(De Mónica López Ocón)
El narrador de un cuento de Borges dice haber encontrado el
aleph en una casa de la calle Garay que muy pronto sería demolida. Las calles
del Sur parecen albergar tesoros escondidos. Desde que en el siglo XIX la
fiebre amarilla desplazó a los vecinos ricos hacia el Norte, en el Sur sólo
quedaron objetos cuyo valor, incalculable, puede medirse únicamente en unidades
literarias que conforman el relato del pasado. Mucho después de la epidemia
que, se comenta, enterró muchos muertos en lo que hoy es la placita Garay, la
autopista vino a darle, de manera definitiva, un carácter insular. Los autos
que circulan por ella a toda velocidad son el cerco de un tiempo que transcurre
lento. En San Cristóbal, por ejemplo, la polución que envenena el aire no
proviene tanto de los desechos de los caños de escape como de las partículas
tóxicas del ayer que flotan sobre las personas y las casas formando una nube de
smog anacrónico. Doblando desde Pasco por San Juan, una cuadra o dos antes de
llegar a Entre Ríos, hay una juguetería polvorienta. Quien se detenga en la
vidriera podrá observar que los juguetes que ofrece, aunque de fabricación
reciente, tienen una evidente pátina de otro tiempo. Quizá sea el polvillo que
se acumula en los estantes, o la vidriera enorme que representa de manera
escenográfica la desmesura que tienen las cosas en la infancia. Lo cierto es
que allí, hasta los autitos a control remoto y las muñecas que tienen un llanto
alimentado a batería provocan un efecto de nostalgia anacrónica. Los chicos que
compran sus juguetes en la juguetería polvorienta de la calle San Juan terminan
jugando, fantasmagóricamente, con los juguetes de sus padres y sus abuelos. Intoxicados
por el aire espeso en el que flotan partículas del pasado, navegan por
infancias ajenas de las que quizás escucharon idealizadas referencias en las
charlas familiares. Aunque no sea cierto, siempre se tiende a pensar que la
felicidad está en otro tiempo, en algún barrio remoto de la memoria al que ya
no se puede volver. Invirtiendo el orden las tareas escolares, se vive con la
convicción de que los años de la infancia son la versión definitiva de nuestra
vida, de la que a través del tiempo vamos escribiendo sucesivos borradores cada
vez más imperfectos y tachados, llenos de faltas de ortografía y de traiciones
a aquel original que recordamos magnífico.
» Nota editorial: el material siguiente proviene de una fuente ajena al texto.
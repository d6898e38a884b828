use crate::geometry::Point;

/// Glyph plus truecolor foreground, carried through the rasterizer untouched.
///
/// The core never interprets a pen; it is an opaque token the target surface
/// understands.
///
/// # Example
/// ```
/// use ft_core::surface::Pen;
/// let pen = Pen::new('◆', (0, 255, 255));
/// assert_eq!(pen.glyph, '◆');
/// ```
#[derive(Clone, Copy, Debug, PartialEq, Eq)]
pub struct Pen {
    /// Character written into each visited cell.
    pub glyph: char,
    /// Foreground color (RGB).
    pub color: (u8, u8, u8),
}

impl Pen {
    /// Create a pen from a glyph and an RGB color.
    #[must_use]
    pub const fn new(glyph: char, color: (u8, u8, u8)) -> Self {
        Self { glyph, color }
    }
}

impl Default for Pen {
    fn default() -> Self {
        Self::new('◆', (255, 255, 255))
    }
}

/// A 2D discrete drawing surface receiving per-cell writes.
///
/// This is the explicit handle passed into the rasterizer and the fractal
/// generator in place of any process-wide current-screen singleton.
///
/// CONTRACT: `plot` may be called with coordinates outside the surface; the
/// implementor must clip or ignore them, never panic. The core does not query
/// bounds and does not read back prior contents.
///
/// # Example
/// ```
/// use ft_core::geometry::Point;
/// use ft_core::surface::{Pen, PlotSurface};
///
/// struct Count(usize);
/// impl PlotSurface for Count {
///     fn plot(&mut self, _p: Point, _pen: Pen) { self.0 += 1; }
/// }
/// ```
pub trait PlotSurface {
    /// Write `pen` at `p`. Side effect only.
    fn plot(&mut self, p: Point, pen: Pen);
}
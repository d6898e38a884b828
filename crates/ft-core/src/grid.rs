use crate::geometry::Point;
use crate::surface::{Pen, PlotSurface};

/// Single cell of the output grid.
///
/// # Example
/// ```
/// use ft_core::grid::Cell;
/// let cell = Cell::default();
/// assert_eq!(cell.ch, ' ');
/// ```
#[derive(Clone, Copy, Debug, PartialEq, Eq)]
pub struct Cell {
    /// Character to display.
    pub ch: char,
    /// Foreground color (RGB).
    pub fg: (u8, u8, u8),
}

impl Default for Cell {
    fn default() -> Self {
        Self {
            ch: ' ',
            fg: (0, 0, 0),
        }
    }
}

/// Character grid the fractal is rasterized into.
///
/// Flat row-major cell array. Writes outside the grid are silently dropped;
/// the rasterizer may legitimately request off-surface coordinates.
///
/// # Example
/// ```
/// use ft_core::geometry::Point;
/// use ft_core::grid::CellGrid;
/// use ft_core::surface::{Pen, PlotSurface};
///
/// let mut grid = CellGrid::new(80, 24);
/// grid.plot(Point::new(0, 0), Pen::new('#', (255, 0, 0)));
/// assert_eq!(grid.get(0, 0).ch, '#');
/// ```
#[derive(Clone)]
pub struct CellGrid {
    /// Flat array of cells, row-major.
    pub cells: Vec<Cell>,
    /// Width in characters.
    pub width: u16,
    /// Height in characters.
    pub height: u16,
}

impl CellGrid {
    /// Create a grid of empty cells.
    ///
    /// # Example
    /// ```
    /// use ft_core::grid::CellGrid;
    /// let grid = CellGrid::new(80, 24);
    /// assert_eq!(grid.cells.len(), 80 * 24);
    /// ```
    #[must_use]
    pub fn new(width: u16, height: u16) -> Self {
        Self {
            cells: vec![Cell::default(); width as usize * height as usize],
            width,
            height,
        }
    }

    /// Cell reference at position (x, y).
    ///
    /// # Panics
    /// Panics if (x, y) is outside the grid.
    #[inline(always)]
    #[must_use]
    pub fn get(&self, x: u16, y: u16) -> &Cell {
        &self.cells[y as usize * self.width as usize + x as usize]
    }

    /// Reset all cells to empty.
    pub fn clear(&mut self) {
        for cell in &mut self.cells {
            *cell = Cell::default();
        }
    }
}

impl PlotSurface for CellGrid {
    /// Write `pen` at `p`, ignoring out-of-bounds coordinates.
    #[inline]
    fn plot(&mut self, p: Point, pen: Pen) {
        if p.x < 0 || p.y < 0 || p.x >= i32::from(self.width) || p.y >= i32::from(self.height) {
            return;
        }
        let idx = p.y as usize * self.width as usize + p.x as usize;
        self.cells[idx] = Cell {
            ch: pen.glyph,
            fg: pen.color,
        };
    }
}

#[cfg(test)]
mod tests {
    use super::*;

    #[test]
    fn plot_writes_in_bounds() {
        let mut grid = CellGrid::new(10, 10);
        grid.plot(Point::new(5, 5), Pen::new('#', (1, 2, 3)));
        assert_eq!(grid.get(5, 5).ch, '#');
        assert_eq!(grid.get(5, 5).fg, (1, 2, 3));
    }

    #[test]
    fn plot_clips_out_of_bounds() {
        let mut grid = CellGrid::new(4, 4);
        let before = grid.cells.clone();
        grid.plot(Point::new(-1, 0), Pen::default());
        grid.plot(Point::new(0, -1), Pen::default());
        grid.plot(Point::new(4, 0), Pen::default());
        grid.plot(Point::new(0, 4), Pen::default());
        grid.plot(Point::new(1000, 1000), Pen::default());
        assert_eq!(grid.cells, before);
    }

    #[test]
    fn clear_resets_cells() {
        let mut grid = CellGrid::new(3, 3);
        grid.plot(Point::new(1, 1), Pen::new('@', (255, 255, 255)));
        grid.clear();
        assert_eq!(grid.get(1, 1).ch, ' ');
    }
}
use ft_core::geometry::Point;
use ft_core::surface::{Pen, PlotSurface};

/// Rasterize the segment from `p0` to `p1` inclusive onto `surface`.
///
/// Integer-only incremental algorithm with a repeated-subtraction decision
/// accumulator: the major axis advances one cell per iteration, and the minor
/// axis advances whenever the accumulator (seeded with the major delta) has
/// been drained to zero or below by subtracting the minor delta. Which of two
/// diagonally adjacent cells wins a tie is part of the visual contract —
/// sibling fractal borders must land on identical cells.
///
/// Endpoints are canonically ordered before scanning, so `(p0, p1)` and
/// `(p1, p0)` cover the identical cell set (not necessarily in the same
/// order). The eight direction octants collapse into one shallow and one
/// steep mapping over a single scan.
///
/// A zero-length segment plots exactly one cell. Axis-aligned segments never
/// step the minor axis.
///
/// # Example
/// ```
/// use ft_core::geometry::Point;
/// use ft_core::grid::CellGrid;
/// use ft_core::surface::Pen;
/// use ft_raster::line::rasterize;
///
/// let mut grid = CellGrid::new(10, 10);
/// rasterize(&mut grid, Point::new(0, 0), Point::new(3, 3), Pen::new('#', (255, 255, 255)));
/// assert_eq!(grid.get(2, 2).ch, '#');
/// assert_eq!(grid.get(2, 1).ch, ' ');
/// ```
pub fn rasterize<S: PlotSurface>(surface: &mut S, p0: Point, p1: Point, pen: Pen) {
    // Canonical endpoint order: scan left to right (top to bottom on ties).
    // The accumulator is anchored at the canonical start, which makes cell
    // coverage independent of argument order.
    let (p0, p1) = if (p1.x, p1.y) < (p0.x, p0.y) {
        (p1, p0)
    } else {
        (p0, p1)
    };

    let dx = p1.x - p0.x; // >= 0 after ordering
    let dy = p1.y - p0.y;
    let sy = dy.signum();

    if dx >= dy.abs() {
        // Shallow: x is the major axis, y steps by sy on accumulator drain.
        scan(dx, dy.abs(), |maj, min| {
            surface.plot(Point::new(p0.x + maj, p0.y + sy * min), pen);
        });
    } else {
        // Steep: y is the major axis (direction sy), x only ever grows.
        scan(dy.abs(), dx, |maj, min| {
            surface.plot(Point::new(p0.x + min, p0.y + sy * maj), pen);
        });
    }
}

/// One-octant accumulator walk, `dmaj >= dmin >= 0`.
///
/// Emits `(major, minor)` offsets from the anchor endpoint, one per major
/// step, `dmaj + 1` in total. When `dmin == 0` the accumulator never drains
/// past its seed, so the minor offset the caller applies stays zero (the
/// degenerate `dmaj == 0` emission is neutralized by the caller's zero sign).
fn scan(dmaj: i32, dmin: i32, mut emit: impl FnMut(i32, i32)) {
    let mut dec = dmaj;
    let mut min = 0;
    for maj in 0..=dmaj {
        if dec <= 0 {
            dec += dmaj;
            min += 1;
        }
        emit(maj, min);
        dec -= dmin;
    }
}
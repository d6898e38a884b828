use std::path::PathBuf;

use clap::Parser;

/// fracterm — Sierpinski triangles in the terminal.
#[derive(Parser, Debug)]
#[command(version, about, long_about = None)]
pub struct Cli {
    /// Scene description file (TOML). Falls back to built-in scene if absent.
    #[arg(short, long, default_value = "config/scene.toml")]
    pub scene: PathBuf,

    /// Override the recursion depth of every triangle in the scene.
    #[arg(long)]
    pub depth: Option<u32>,

    /// Override the border glyph of every triangle in the scene.
    #[arg(long)]
    pub glyph: Option<char>,

    /// Disable truecolor output.
    #[arg(long, default_value_t = false)]
    pub no_color: bool,

    /// Log level: error, warn, info, debug, trace.
    #[arg(long, default_value = "warn")]
    pub log_level: String,
}

#[cfg(test)]
mod tests {
    use super::*;

    #[test]
    fn defaults_are_sane() {
        let cli = Cli::parse_from(["fracterm"]);
        assert_eq!(cli.scene, PathBuf::from("config/scene.toml"));
        assert!(cli.depth.is_none());
        assert!(!cli.no_color);
        assert_eq!(cli.log_level, "warn");
    }

    #[test]
    fn overrides_parse() {
        let cli = Cli::parse_from(["fracterm", "--depth", "3", "--glyph", "#", "--no-color"]);
        assert_eq!(cli.depth, Some(3));
        assert_eq!(cli.glyph, Some('#'));
        assert!(cli.no_color);
    }
}
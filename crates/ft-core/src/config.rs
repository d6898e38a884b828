use std::path::Path;

use anyhow::{Context, Result};
use serde::{Deserialize, Serialize};

use crate::error::CoreError;
use crate::geometry::{Point, Triangle};
use crate::surface::Pen;

/// Hard cap on recursion depth. Work grows as O(3^depth); the stock scenes
/// use 4 and 7.
pub const MAX_DEPTH: u32 = 12;

/// Serializable description of the scene to render.
///
/// # Example
/// ```
/// use ft_core::config::SceneConfig;
/// let scene = SceneConfig::default();
/// assert_eq!(scene.triangles.len(), 2);
/// assert!(scene.validate().is_ok());
/// ```
#[derive(Clone, Debug, Deserialize, Serialize)]
#[serde(default)]
pub struct SceneConfig {
    /// Triangles to draw, in order.
    pub triangles: Vec<TriangleSpec>,
    /// Truecolor output; disable for monochrome terminals.
    pub color_enabled: bool,
}

/// One triangle of the scene.
#[derive(Clone, Debug, Deserialize, Serialize)]
pub struct TriangleSpec {
    /// Vertices A, B, C as `[x, y]` pairs. Orientation is up to the author;
    /// it only fixes which borders the subdivision treats as A–B, B–C, C–A.
    pub vertices: [[i32; 2]; 3],
    /// Subdivision depth. 0 draws nothing.
    pub depth: u32,
    /// Glyph the borders are drawn with.
    #[serde(default = "default_glyph")]
    pub glyph: char,
    /// Border color (RGB).
    #[serde(default = "default_color")]
    pub color: [u8; 3],
}

fn default_glyph() -> char {
    '◆'
}

fn default_color() -> [u8; 3] {
    [255, 255, 255]
}

impl TriangleSpec {
    /// The vertex triple as a geometry value.
    #[must_use]
    pub fn triangle(&self) -> Triangle {
        let [a, b, c] = self.vertices;
        Triangle::new(
            Point::new(a[0], a[1]),
            Point::new(b[0], b[1]),
            Point::new(c[0], c[1]),
        )
    }

    /// The drawing pen for this triangle.
    #[must_use]
    pub fn pen(&self) -> Pen {
        Pen::new(self.glyph, (self.color[0], self.color[1], self.color[2]))
    }
}

impl Default for SceneConfig {
    /// Two side-by-side figures, one shallow and one deep.
    fn default() -> Self {
        Self {
            triangles: vec![
                TriangleSpec {
                    vertices: [[65, 2], [0, 67], [130, 67]],
                    depth: 4,
                    glyph: default_glyph(),
                    color: [0, 255, 255],
                },
                TriangleSpec {
                    vertices: [[200, 2], [135, 67], [265, 67]],
                    depth: 7,
                    glyph: default_glyph(),
                    color: [255, 255, 255],
                },
            ],
            color_enabled: true,
        }
    }
}

impl SceneConfig {
    /// Check structural constraints after deserialization.
    ///
    /// # Errors
    /// Returns `CoreError::Config` for an empty scene or an excessive depth.
    pub fn validate(&self) -> std::result::Result<(), CoreError> {
        if self.triangles.is_empty() {
            return Err(CoreError::Config("scene has no triangles".into()));
        }
        for (i, spec) in self.triangles.iter().enumerate() {
            if spec.depth > MAX_DEPTH {
                return Err(CoreError::Config(format!(
                    "triangle {i}: depth {} exceeds maximum {MAX_DEPTH}",
                    spec.depth
                )));
            }
        }
        Ok(())
    }
}

/// Load and validate a scene from a TOML file.
///
/// # Errors
/// Returns an error if the file cannot be read, parsed, or validated.
///
/// # Example
/// ```no_run
/// use ft_core::config::load_scene;
/// use std::path::Path;
/// let scene = load_scene(Path::new("config/scene.toml")).unwrap();
/// ```
pub fn load_scene(path: &Path) -> Result<SceneConfig> {
    if !path.exists() {
        return Err(CoreError::FileNotFound {
            path: path.display().to_string(),
        }
        .into());
    }
    let content = std::fs::read_to_string(path)
        .with_context(|| format!("cannot read {}", path.display()))?;

    let scene: SceneConfig = toml::from_str(&content)
        .with_context(|| format!("TOML parse error in {}", path.display()))?;

    scene.validate()?;
    Ok(scene)
}

#[cfg(test)]
mod tests {
    use super::*;

    #[test]
    fn default_scene_has_two_figures() {
        let scene = SceneConfig::default();
        assert_eq!(scene.triangles.len(), 2);
        assert_eq!(scene.triangles[0].depth, 4);
        assert_eq!(scene.triangles[1].depth, 7);
        assert_eq!(scene.triangles[0].triangle().a, Point::new(65, 2));
        scene.validate().expect("stock scene must validate");
    }

    #[test]
    fn empty_scene_is_rejected() {
        let scene = SceneConfig {
            triangles: vec![],
            color_enabled: true,
        };
        assert!(matches!(scene.validate(), Err(CoreError::Config(_))));
    }

    #[test]
    fn excessive_depth_is_rejected() {
        let mut scene = SceneConfig::default();
        scene.triangles[0].depth = MAX_DEPTH + 1;
        assert!(matches!(scene.validate(), Err(CoreError::Config(_))));
    }

    #[test]
    fn missing_file_is_a_core_error() {
        let err = load_scene(Path::new("/nonexistent/scene.toml")).unwrap_err();
        assert!(matches!(
            err.downcast_ref::<CoreError>(),
            Some(CoreError::FileNotFound { .. })
        ));
    }

    #[test]
    fn parses_minimal_toml() {
        let toml_src = r#"
            [[triangles]]
            vertices = [[10, 0], [0, 20], [20, 20]]
            depth = 3
        "#;
        let scene: SceneConfig = toml::from_str(toml_src).expect("parse");
        assert_eq!(scene.triangles.len(), 1);
        assert_eq!(scene.triangles[0].glyph, '◆');
        assert_eq!(scene.triangles[0].color, [255, 255, 255]);
        assert!(scene.color_enabled);
        scene.validate().expect("valid");
    }
}
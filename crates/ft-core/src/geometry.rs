use serde::{Deserialize, Serialize};

/// A coordinate on the integer cell grid.
///
/// Pure value type, no identity beyond its coordinates.
///
/// # Example
/// ```
/// use ft_core::geometry::Point;
/// let p = Point::new(3, 4);
/// assert_eq!(p.x, 3);
/// assert_eq!(p.y, 4);
/// ```
#[derive(Clone, Copy, Debug, PartialEq, Eq, Hash, Deserialize, Serialize)]
pub struct Point {
    /// Column, growing rightwards.
    pub x: i32,
    /// Row, growing downwards (terminal convention).
    pub y: i32,
}

impl Point {
    /// Create a point from its coordinates.
    #[must_use]
    pub const fn new(x: i32, y: i32) -> Self {
        Self { x, y }
    }

    /// Midpoint of `self` and `other` with floor-division averaging.
    ///
    /// Floor (not truncation toward zero, not rounding) keeps sibling
    /// triangles tiling exactly: the same two vertices always map to the
    /// same midpoint cell, at every recursion level, on both sides of zero.
    ///
    /// # Example
    /// ```
    /// use ft_core::geometry::Point;
    /// let m = Point::new(0, 0).midpoint(Point::new(5, 3));
    /// assert_eq!(m, Point::new(2, 1));
    /// // Floor, not truncation: (-3 + 0) / 2 floors to -2.
    /// let m = Point::new(-3, 0).midpoint(Point::new(0, 0));
    /// assert_eq!(m, Point::new(-2, 0));
    /// ```
    #[must_use]
    pub fn midpoint(self, other: Self) -> Self {
        Self {
            x: (self.x + other.x).div_euclid(2),
            y: (self.y + other.y).div_euclid(2),
        }
    }
}

/// An ordered vertex triple.
///
/// Orientation (which vertex is top/left/right) is fixed by the caller and
/// preserved through subdivision, so the vertex-to-edge mapping stays
/// consistent across recursive calls.
///
/// # Example
/// ```
/// use ft_core::geometry::{Point, Triangle};
/// let t = Triangle::new(Point::new(65, 0), Point::new(0, 65), Point::new(130, 65));
/// assert_eq!(t.edges()[0], (t.a, t.b));
/// ```
#[derive(Clone, Copy, Debug, PartialEq, Eq)]
pub struct Triangle {
    /// First vertex.
    pub a: Point,
    /// Second vertex.
    pub b: Point,
    /// Third vertex.
    pub c: Point,
}

impl Triangle {
    /// Create a triangle from its three vertices.
    #[must_use]
    pub const fn new(a: Point, b: Point, c: Point) -> Self {
        Self { a, b, c }
    }

    /// The three borders A–B, B–C, C–A.
    #[must_use]
    pub const fn edges(&self) -> [(Point, Point); 3] {
        [(self.a, self.b), (self.b, self.c), (self.c, self.a)]
    }

    /// The three half-scale corner triangles.
    ///
    /// Each child keeps one original vertex and replaces the other two with
    /// the adjacent edge midpoints. Midpoints are recomputed per call rather
    /// than cached; `Point::midpoint` guarantees they agree between siblings.
    ///
    /// # Example
    /// ```
    /// use ft_core::geometry::{Point, Triangle};
    /// let t = Triangle::new(Point::new(0, 0), Point::new(4, 0), Point::new(0, 4));
    /// let [ta, tb, tc] = t.subdivide();
    /// assert_eq!(ta.a, t.a);
    /// assert_eq!(tb.b, t.b);
    /// assert_eq!(tc.c, t.c);
    /// ```
    #[must_use]
    pub fn subdivide(&self) -> [Self; 3] {
        let mab = self.a.midpoint(self.b);
        let mbc = self.b.midpoint(self.c);
        let mca = self.c.midpoint(self.a);
        [
            Self::new(self.a, mab, mca),
            Self::new(mab, self.b, mbc),
            Self::new(mca, mbc, self.c),
        ]
    }
}
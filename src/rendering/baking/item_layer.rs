use crate::rendering::baking::atlas::TextureAtlas;
use crate::rendering::baking::quads::{QuadRequest, front_corners, quads_for_sprite};
use crate::rendering::common::transform::{Transform, TransformType, perspective};
use crate::rendering::common::types::{BakedQuad, Facing, ItemOverrides, Sprite, VertexFormat};
use crate::rendering::model::baked::{BakedModel, Dynamic3DItemModel, DynamicItemParts, QuadSource, StaticItemModel};
use crate::rendering::model::descriptor::ItemLayerDescriptor;
use crate::util::weak_dashmap::SlotTracker;
use anyhow::{Context, anyhow};
use log::{trace, warn};
use modelfoam_intern::Handle;
use modelfoam_intern::capability::{Capabilities, FieldAccessor, MethodAccessor, downcast_handle};
use modelfoam_intern::containers::{NodeList, Slot};
use std::sync::Arc;

/// Builds a single quad without generating the faces around it: `(VertexFormat, Sprite, QuadRequest)`.
pub const BUILD_QUAD: &str = "build_quad(VertexFormat, Sprite, QuadRequest)";

/// Bakes generated item models (one flat layer per texture).
pub struct ItemLayerBaker {
    overrides: FieldAccessor,
    build_quad: Option<MethodAccessor>,
}

impl ItemLayerBaker {
    pub fn new(capabilities: &Capabilities) -> anyhow::Result<Self> {
        let overrides = capabilities
            .resolve_field::<ItemLayerDescriptor>("overrides")
            .context("Item layer descriptors do not expose their overrides")?;

        let build_quad = match capabilities.resolve_method::<ItemLayerDescriptor>(BUILD_QUAD) {
            Ok(method) => Some(method),
            Err(err) => {
                warn!("Could not resolve the quad builder, baking items the slow way: {}", err);
                None
            }
        };

        Ok(Self { overrides, build_quad })
    }

    pub fn has_fast_path(&self) -> bool {
        self.build_quad.is_some()
    }

    fn overrides_of(&self, descriptor: &ItemLayerDescriptor) -> anyhow::Result<Arc<ItemOverrides>> {
        match self.overrides.get(descriptor)? {
            Some(handle) => Ok(downcast_handle::<ItemOverrides>(handle, "overrides")?),
            None => Ok(Arc::new(ItemOverrides::empty())),
        }
    }

    fn front_quad(
        &self,
        descriptor: &ItemLayerDescriptor,
        tint_index: i32,
        sprite: &Arc<Sprite>,
        format: &Arc<VertexFormat>,
        transform: Option<Transform>,
    ) -> anyhow::Result<Arc<BakedQuad>> {
        if let Some(build_quad) = &self.build_quad {
            let request = QuadRequest {
                transform,
                face: Facing::South,
                tint_index,
                corners: front_corners(),
            };
            let args: [Handle; 3] = [format.clone(), sprite.clone(), Arc::new(request)];
            let quad = build_quad.invoke(descriptor, &args)?;
            return Ok(downcast_handle::<BakedQuad>(quad, BUILD_QUAD)?);
        }

        quads_for_sprite(tint_index, sprite, format, transform)
            .into_iter()
            .find(|quad| quad.face == Facing::South)
            .ok_or_else(|| anyhow!("Layer {} has no front face", tint_index))
    }

    /// Bakes `descriptor` in `format`. `transform` is the rotation of the model state, if any.
    ///
    /// The lazily computed quads of the result are registered with `tracker`, so they can be
    /// dropped under memory pressure.
    pub fn bake(
        &self,
        descriptor: &Arc<ItemLayerDescriptor>,
        format: &Arc<VertexFormat>,
        atlas: &TextureAtlas,
        transform: Option<Transform>,
        tracker: &SlotTracker,
    ) -> anyhow::Result<BakedModel> {
        let overrides = self.overrides_of(descriptor)?;
        let transforms = descriptor.transforms.load();
        let sprites = descriptor
            .textures
            .load()
            .to_vec()
            .iter()
            .map(|location| atlas.sprite_or_missing(location))
            .collect::<Vec<_>>();
        let particle = sprites
            .first()
            .cloned()
            .unwrap_or_else(|| atlas.missing().clone());

        let source = QuadSource {
            sprites: Slot::from_value(NodeList::new(sprites.clone())),
            format: Slot::new(format.clone()),
            transform,
        };

        if perspective(&transforms, TransformType::Gui).is_some() {
            trace!("Baking a static item with {} layers", sprites.len());
            let model = Arc::new(StaticItemModel::new(transforms, particle, overrides, source));
            tracker.track(model.lazy_quads(), "static item quads");
            return Ok(BakedModel::StaticItem(model));
        }

        let fast_quads = sprites
            .iter()
            .enumerate()
            .map(|(index, sprite)| self.front_quad(descriptor, index as i32, sprite, format, transform))
            .collect::<anyhow::Result<Vec<_>>>()?;

        let model = Dynamic3DItemModel::new(DynamicItemParts {
            fast_quads,
            particle,
            transforms,
            overrides,
            source,
        });
        tracker.track(model.lazy_quads(), "dynamic item quads");
        Ok(BakedModel::DynamicItem3D(model))
    }
}

#[cfg(test)]
mod tests;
En aquella juguetería de la calle San Juan de la que hablo,
mi madre me compraba unos libritos de cartulina, parecidos a los de colorear
figuras siguiendo unos modelos. Pero éstos eran para recortar vestidos que,
doblándoles las pequeñas pestañas que sobresalían del contorno, vestían a la
niña de cartulina que también venía impresa en el librito. No conozco a ninguna
mujer de mi edad, ni incluso más joven, que no recuerde esos vestidos de
cartulina con fascinación. Es que ese juguete constituía uno de esos raros
privilegios de la infancia: el de lograr lo que luego será imposible. Un simple
cambio de atuendo provocaba un cambio de
identidad. He vestido a esas muñecas de cartulina sucesivamente de odaliscas de
Las Mil y una Noches, de marineras, de niñas, de enfermeras, españolas... Junto
con aquellas muñecas casi sin espesor, yo misma mutaba constantemente, como si
me sujetara identidades nuevas apenas con unas pestañas de cartulina.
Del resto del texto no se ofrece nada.